-- The records follows --

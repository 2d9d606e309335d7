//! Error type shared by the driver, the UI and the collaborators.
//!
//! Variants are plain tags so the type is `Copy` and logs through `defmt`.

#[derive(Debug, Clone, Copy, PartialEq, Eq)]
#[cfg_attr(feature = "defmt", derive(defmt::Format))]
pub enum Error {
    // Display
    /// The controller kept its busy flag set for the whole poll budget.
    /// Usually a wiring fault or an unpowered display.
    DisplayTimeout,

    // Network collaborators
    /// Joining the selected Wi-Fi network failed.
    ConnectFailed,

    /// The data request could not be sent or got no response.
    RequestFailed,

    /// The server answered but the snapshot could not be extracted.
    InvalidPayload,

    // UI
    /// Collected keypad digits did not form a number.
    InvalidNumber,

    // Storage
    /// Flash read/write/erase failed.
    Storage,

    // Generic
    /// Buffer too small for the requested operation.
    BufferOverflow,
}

-- The records concluded --
-- The records follows --

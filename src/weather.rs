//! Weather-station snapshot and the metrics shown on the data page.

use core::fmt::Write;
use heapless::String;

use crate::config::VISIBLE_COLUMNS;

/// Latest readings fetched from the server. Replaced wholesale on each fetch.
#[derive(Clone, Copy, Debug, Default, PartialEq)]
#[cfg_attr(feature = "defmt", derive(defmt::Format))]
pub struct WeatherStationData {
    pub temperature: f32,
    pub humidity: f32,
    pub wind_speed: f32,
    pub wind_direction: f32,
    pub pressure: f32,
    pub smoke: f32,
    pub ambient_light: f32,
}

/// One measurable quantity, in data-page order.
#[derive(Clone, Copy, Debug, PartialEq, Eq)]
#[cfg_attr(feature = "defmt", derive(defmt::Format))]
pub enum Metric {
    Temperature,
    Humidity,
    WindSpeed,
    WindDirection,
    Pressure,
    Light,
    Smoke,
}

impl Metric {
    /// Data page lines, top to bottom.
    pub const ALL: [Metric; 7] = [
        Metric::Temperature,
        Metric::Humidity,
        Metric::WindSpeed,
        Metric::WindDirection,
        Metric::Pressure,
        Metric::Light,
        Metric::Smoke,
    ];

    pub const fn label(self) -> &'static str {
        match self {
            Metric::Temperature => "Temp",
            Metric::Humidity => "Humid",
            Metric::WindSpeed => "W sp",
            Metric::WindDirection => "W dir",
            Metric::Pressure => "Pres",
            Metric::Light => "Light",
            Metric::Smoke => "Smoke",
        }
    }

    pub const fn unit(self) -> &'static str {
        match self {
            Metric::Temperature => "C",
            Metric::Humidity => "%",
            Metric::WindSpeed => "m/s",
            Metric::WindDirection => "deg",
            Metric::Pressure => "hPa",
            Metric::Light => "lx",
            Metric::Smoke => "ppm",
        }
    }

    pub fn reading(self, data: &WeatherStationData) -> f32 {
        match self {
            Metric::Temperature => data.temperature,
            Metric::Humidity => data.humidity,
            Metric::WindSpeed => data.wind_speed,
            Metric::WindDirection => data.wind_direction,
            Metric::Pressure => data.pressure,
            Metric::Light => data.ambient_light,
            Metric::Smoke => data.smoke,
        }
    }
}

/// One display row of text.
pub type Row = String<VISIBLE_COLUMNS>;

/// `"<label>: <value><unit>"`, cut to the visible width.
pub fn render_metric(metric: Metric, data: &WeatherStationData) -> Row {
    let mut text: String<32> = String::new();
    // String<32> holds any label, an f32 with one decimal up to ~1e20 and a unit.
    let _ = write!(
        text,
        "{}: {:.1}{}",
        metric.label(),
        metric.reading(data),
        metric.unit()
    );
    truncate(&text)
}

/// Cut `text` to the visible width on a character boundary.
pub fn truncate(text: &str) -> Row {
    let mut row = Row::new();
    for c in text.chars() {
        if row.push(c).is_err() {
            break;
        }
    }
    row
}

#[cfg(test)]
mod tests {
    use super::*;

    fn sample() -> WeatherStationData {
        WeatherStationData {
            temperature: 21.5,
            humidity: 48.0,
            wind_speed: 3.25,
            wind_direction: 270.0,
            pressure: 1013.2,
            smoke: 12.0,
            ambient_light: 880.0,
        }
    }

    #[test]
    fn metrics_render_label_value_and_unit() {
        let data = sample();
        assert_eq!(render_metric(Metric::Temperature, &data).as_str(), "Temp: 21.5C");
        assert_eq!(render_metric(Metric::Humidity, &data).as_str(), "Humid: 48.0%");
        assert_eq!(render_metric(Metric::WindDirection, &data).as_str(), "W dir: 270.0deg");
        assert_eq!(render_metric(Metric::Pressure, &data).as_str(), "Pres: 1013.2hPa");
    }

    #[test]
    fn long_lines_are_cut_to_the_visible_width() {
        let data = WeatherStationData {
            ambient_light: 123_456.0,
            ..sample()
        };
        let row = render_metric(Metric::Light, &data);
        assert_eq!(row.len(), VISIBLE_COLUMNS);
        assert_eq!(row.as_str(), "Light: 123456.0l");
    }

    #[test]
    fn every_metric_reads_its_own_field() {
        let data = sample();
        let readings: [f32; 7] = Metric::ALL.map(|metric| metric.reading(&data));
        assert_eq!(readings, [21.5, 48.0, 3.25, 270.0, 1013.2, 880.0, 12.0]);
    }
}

-- The records concluded --

Of the entries listed above, reproduce only the lines starting at the line containing "repository 2d9d606e309335d7" and ending at the line containing "whole poll budget.". Include both, exactly as they stand.

# Solution to this exercise
repository 2d9d606e309335d7
//! Error type shared by the driver, the UI and the collaborators.
//!
//! Variants are plain tags so the type is `Copy` and logs through `defmt`.

#[derive(Debug, Clone, Copy, PartialEq, Eq)]
#[cfg_attr(feature = "defmt", derive(defmt::Format))]
pub enum Error {
    // Display
    /// The controller kept its busy flag set for the whole poll budget.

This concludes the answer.